Family law courts enter three kinds of orders. A final order (usually a financial order or a parenting order) is the court’s final resolution of a dispute. A consent order is like a final order but it is entered at the request of the parties after they agree what the order should say.
The third kind of order is an interim order. This article will explain how they are used, why you might need one, and how to apply for one.
You might think of an interim order as a temporary order. They are entered before the court is ready to make a final decision in the case.
In a financial case, an interim order might tell the parties what property they are permitted to use or sell while the case is pending. It might also prohibit the parties from disposing of property until the case is decided.
In a parenting case, an interim order might decide where the children should live and what contact they should have with the other parent until the court is ready to make a final decision. Interim orders provide families with stability until enough evidence has been presented to the court to allow it to decide what is in the best interest of the children.

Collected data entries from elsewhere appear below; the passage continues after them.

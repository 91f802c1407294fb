use anyhow::{Context, Result};
use serde::{Deserialize, Serialize};
use std::{fs, path::Path};

use crate::classifier::{ClassifierConfig, SourceClassifier};
use crate::merging::SampleMerger;

// Set to true to enable verbose logging in this module
const ENABLE_LOGS: bool = true;

use crate::{log_info, log_warn};

/// On-disk engine configuration.
#[derive(Debug, Clone, Default, Serialize, Deserialize, PartialEq)]
#[serde(rename_all = "camelCase", default)]
pub struct EngineSettings {
    pub classifier: ClassifierConfig,
}

impl EngineSettings {
    /// Read settings from `path`. A missing file yields defaults, as does a
    /// file that is not valid settings JSON.
    pub fn load(path: &Path) -> Result<Self> {
        if !path.exists() {
            log_info!("no engine settings at {}, using defaults", path.display());
            return Ok(Self::default());
        }

        let contents = fs::read_to_string(path)
            .with_context(|| format!("Failed to read engine settings from {}", path.display()))?;

        match serde_json::from_str(&contents) {
            Ok(settings) => Ok(settings),
            Err(err) => {
                log_warn!(
                    "ignoring malformed engine settings at {}: {err}",
                    path.display()
                );
                Ok(Self::default())
            }
        }
    }

    pub fn save(&self, path: &Path) -> Result<()> {
        let serialized = serde_json::to_string_pretty(self)?;
        fs::write(path, serialized)
            .with_context(|| format!("Failed to write engine settings to {}", path.display()))
    }

    pub fn classifier(&self) -> SourceClassifier {
        SourceClassifier::new(self.classifier.clone())
    }

    pub fn merger(&self) -> SampleMerger {
        SampleMerger::new(self.classifier())
    }
}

In most cases, you cannot apply for an interim order unless you have applied for a final order. To do that, you file an Initiating Application with a Family Law Court. The application will ask the court to enter a final order that provides for a property settlement in a financial case or that resolves disputes about child custody or contact in a parenting case.
After you have filed an Initiating Application, you can ask for interim orders. You do that by filing an Affidavit. The family law registry can give you the form of an Affidavit in support of an application for interim parenting orders. A lawyer can help you prepare an affidavit that has the best chance of persuading the court to enter the order you need.
The Affidavit should explain your need for the interim order. If your need is urgent, you should make that clear in the Affidavit. The court will then hold a hearing on your request as quickly as it can. In other cases the court will set a date for an interim hearing at its convenience.